British diplomats have spent years maintaining good relations with US congressmen on the committees that would scrutinise the deal - it must pass Congress before it becomes law - and believe there is bipartisan support in principle.

Much attention has focussed on the public warnings by Mr Biden and senior Democratic congressmen that there will be no trade deal if Northern Ireland peace is undermined by Brexit.

There is a belief in some quarters of the UK government that such warnings, read carefully, are just a restatement of a goal that both Brussels and London publicly endorses.

The bigger threat to securing a deal is perceived to be timings. Mr Biden would likely name a new US Trade Representative, a position that needs to be confirmed by the US Senate.

He may want to change the US negotiating objectives, though UK officials would stress that the existing ones have bipartisan support so do not need major alterations.

The critical deadline looming is July, when the president effectively has to hand back the power to negotiate trade deals to Congress, which due to the US Constitution holds such powers.

Agreeing a new Trade Promotion Authority law, as it is called, to again allow the president to negotiate could be fraught due to domestic politics. At times in the past it has been delayed for years.

Convincing a Biden administration to prioritise talks so that they fill the relevant posts, agree a text and submit it to Congress before the summer would be the daunting challenge.

Failing to do so would plunge the chance of a speedy deal into uncertainty.
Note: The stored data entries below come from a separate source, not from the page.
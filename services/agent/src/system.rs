use std::path::Path;

use skiff_resources::{Resource, Resources, Value};

#[derive(Debug, Clone)]
pub struct SystemResources {
    pub cpu_cores: i32,
    pub total_memory_bytes: i64,
}

impl SystemResources {
    pub fn measure() -> Self {
        let cpu_cores = get_cpu_count();
        let total_memory_bytes = get_total_memory();

        Self {
            cpu_cores,
            total_memory_bytes,
        }
    }

    /// The advertised bundle when no `resources` flag is given: all
    /// cpus, all memory (in MB), and the unprivileged port range.
    pub fn to_resources(&self) -> Resources {
        Resources::new([
            Resource::scalar("cpus", self.cpu_cores as f64),
            Resource::scalar("mem", (self.total_memory_bytes / (1024 * 1024)) as f64),
            Resource::new(
                "ports",
                Value::Ranges(skiff_resources::Ranges::new([(31000, 32000)])),
            ),
        ])
    }
}

fn get_cpu_count() -> i32 {
    #[cfg(unix)]
    {
        let count = unsafe { libc::sysconf(libc::_SC_NPROCESSORS_ONLN) };
        if count > 0 {
            return count as i32;
        }
    }

    std::thread::available_parallelism()
        .map(|p| p.get() as i32)
        .unwrap_or(1)
}

#[cfg(target_os = "linux")]
fn get_total_memory() -> i64 {
    if let Ok(meminfo) = std::fs::read_to_string("/proc/meminfo") {
        let total = parse_meminfo_total(&meminfo);
        if total > 0 {
            return total;
        }
    }

    let page_size = unsafe { libc::sysconf(libc::_SC_PAGESIZE) };
    let total_pages = unsafe { libc::sysconf(libc::_SC_PHYS_PAGES) };

    if page_size > 0 && total_pages > 0 {
        return (page_size * total_pages) as i64;
    }

    16 * 1024 * 1024 * 1024
}

#[cfg(not(target_os = "linux"))]
fn get_total_memory() -> i64 {
    #[cfg(unix)]
    {
        let page_size = unsafe { libc::sysconf(libc::_SC_PAGESIZE) };
        let total_pages = unsafe { libc::sysconf(libc::_SC_PHYS_PAGES) };

        if page_size > 0 && total_pages > 0 {
            return (page_size * total_pages) as i64;
        }
    }

    16 * 1024 * 1024 * 1024
}

#[cfg(target_os = "linux")]
fn parse_meminfo_total(content: &str) -> i64 {
    for line in content.lines() {
        let parts: Vec<&str> = line.split_whitespace().collect();
        if parts.len() >= 2 && parts[0] == "MemTotal:" {
            const KB_TO_BYTES: i64 = 1024;
            return parts[1].parse::<i64>().unwrap_or(0) * KB_TO_BYTES;
        }
    }
    0
}

/// Fraction of the filesystem holding `path` that is in use, in [0, 1].
#[cfg(unix)]
pub fn disk_usage(path: &Path) -> std::io::Result<f64> {
    use std::ffi::CString;
    use std::os::unix::ffi::OsStrExt;

    let c_path = CString::new(path.as_os_str().as_bytes())
        .map_err(|e| std::io::Error::new(std::io::ErrorKind::InvalidInput, e))?;

    let mut stat: libc::statvfs = unsafe { std::mem::zeroed() };
    let rc = unsafe { libc::statvfs(c_path.as_ptr(), &mut stat) };
    if rc != 0 {
        return Err(std::io::Error::last_os_error());
    }

    if stat.f_blocks == 0 {
        return Ok(0.0);
    }

    let used = stat.f_blocks.saturating_sub(stat.f_bfree) as f64;
    Ok((used / stat.f_blocks as f64).clamp(0.0, 1.0))
}

#[cfg(not(unix))]
pub fn disk_usage(_path: &Path) -> std::io::Result<f64> {
    Ok(0.0)
}

#[cfg(test)]
mod tests {
    use super::*;

    #[test]
    fn test_measure_resources() {
        let system = SystemResources::measure();
        assert!(system.cpu_cores > 0);
        assert!(system.total_memory_bytes > 0);
    }

    #[test]
    fn test_to_resources_has_standard_kinds() {
        let resources = SystemResources {
            cpu_cores: 8,
            total_memory_bytes: 16 * 1024 * 1024 * 1024,
        }
        .to_resources();

        assert_eq!(resources.scalar("cpus"), Some(8.0));
        assert_eq!(resources.scalar("mem"), Some(16384.0));
        assert!(resources.get("ports").is_some());
    }

    #[test]
    fn test_get_cpu_count() {
        assert!(get_cpu_count() >= 1);
    }

    #[cfg(target_os = "linux")]
    #[test]
    fn test_parse_meminfo_total() {
        let sample = "MemTotal:       16384000 kB\nMemFree:         1234567 kB\n";
        assert_eq!(parse_meminfo_total(sample), 16384000 * 1024);
    }

    #[cfg(unix)]
    #[test]
    fn test_disk_usage_in_range() {
        let usage = disk_usage(Path::new("/")).unwrap();
        assert!((0.0..=1.0).contains(&usage));
    }
}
Another route, through lengthy negotiations with Congress itself, would be possible but much more tricky.

Democratic presidential candidate Joe Biden, with his wife Jill Biden, arrives to speak at a drive-in rally on the Bucks County Community College's Lower Bucks campus in Bristol, Pennsylvania - AFP
Democratic presidential candidate Joe Biden, with his wife Jill Biden, arrives to speak at a drive-in rally on the Bucks County Community College's Lower Bucks campus in Bristol, Pennsylvania - AFP

Sir Alan Duncan, the former Tory MP who until July 2019 was the minister for the Americas, fears Mr Johnson’s moves to ally himself with Mr Trump will make embracing Mr Biden tricky.

"He so stuck his neck out as pro-Trump that it's going to be very difficult to look pro-anyone else”, Sir Alan said of the Prime Minister.

Yet Liam Fox, the Tory MP who led UK-US trade preparations as international trade secretary until last summer, was more upbeat.

"If the Trump administration works through the details and it becomes a gift for Biden at the beginning of his presidency he might take it,” Mr Fox told The Sunday Telegraph.

Some in Washington DC are pessimistic that Mr Biden, if he wins, would prioritise securing a trade deal with Britain given other pressing issues, not least tackling the pandemic.

Max Bergmann, a senior fellow at the liberal think tank Centre of American Progress, predicted an effort would be initiated to look at UK-US trade should Mr Biden win.

But he doubted there would be major engagement early from the top of the incoming Biden administration with so many other priorities outlined during the campaign.

Mr Bergmann said: “It is just not going to be something that a new administration is going to love to deal with. This is going to be seen as the Brits creating a headache.”